NASA's PUNCH mission announces SPHEREx ridesharing and new launch date
Written by adrina

In this image, the Earth is drawn to scale with a coronal mass ejection that occurred on August 31, 2012. Earth’s size is shown to scale, but its distance is not (Earth is much farther from the Sun than shown here). Photo credit: NASA/Goddard Space Flight Center

NASA’s Polarimeter to Unify the Corona and Heliosphere (PUNCH) mission will be a trip into space with NASA’s Jet Propulsion Laboratory’s Spectro-Photometer for the History of the Universe, Epoch of Re-ionization, and Ices Explorer (SPHEREx) mission share. The missions will start no earlier than April 2025 on a SpaceX Falcon 9.

“Having a fixed launch date and vehicle is great, and we look forward to working with the SPHEREx team as we carpool to orbit,” said Craig DeForest, PUNCH principal investigator at the Southwest Research Institute in Boulder. Colorado. “Rideshares are a great way to save money by making better use of each rocket’s capabilities.”

The contract with SpaceX was expanded to include PUNCH and was awarded on July 14, 2022. The PUNCH team was able to adjust their schedule to meet the new start date no earlier than April 2025 and used this new schedule flexibility to mitigate some due schedule constraints due to supply chain challenges.

PUNCH, which consists of four suitcase-sized satellites, will focus on the Sun’s outer atmosphere (the corona) and how it creates the solar wind. The spacecraft will also track coronal mass ejections — large eruptions of solar material that can power large space weather events near Earth — to better understand their evolution and develop new techniques for predicting such eruptions.

The four satellites will orbit the Earth along the day-night line, making it possible to create a continuous, complete view of the corona and inner Solar System. Three of the PUNCH satellites carry identical wide field imagers that together image the corona and solar wind over a 90-degree field of view (up to 45 degrees from the Sun). In skywatching terms, 90 degrees covers that portion of the sky from the horizon to the point directly overhead. The fourth PUNCH satellite carries a narrow field imager coronagraph that will study regions closest to the sun. All four cameras are synchronized during flight, allowing the mission’s science team to seamlessly combine their images into a single large field of view.
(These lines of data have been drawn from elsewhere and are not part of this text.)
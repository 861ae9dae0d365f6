//! Domain layer - Core business logic and entities

pub mod error;
pub mod follow;
pub mod user;

pub use error::DomainError;
pub use follow::{FollowControl, FollowCounts, FollowRelationship, FollowRepository};
pub use user::{
    DigestKind, Field, FieldError, Reason, User, UserId, UserRepository, ValidationErrors,
};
PUNCH is managed from the Southwest Research Institute office in Boulder, Colorado. The mission is managed by the Explorers Program Office at NASA’s Goddard Space Flight Center in Greenbelt, Maryland, which is managed by Goddard for NASA’s Science Mission Directorate in Washington. The Southwest Research Institute will build the Wide Field Imagers and will build and operate PUNCH. The Naval Research Laboratory in Washington will build the narrow field imagers and conduct optical tests. RAL Space in the UK will provide detectors and calibrations for the mission.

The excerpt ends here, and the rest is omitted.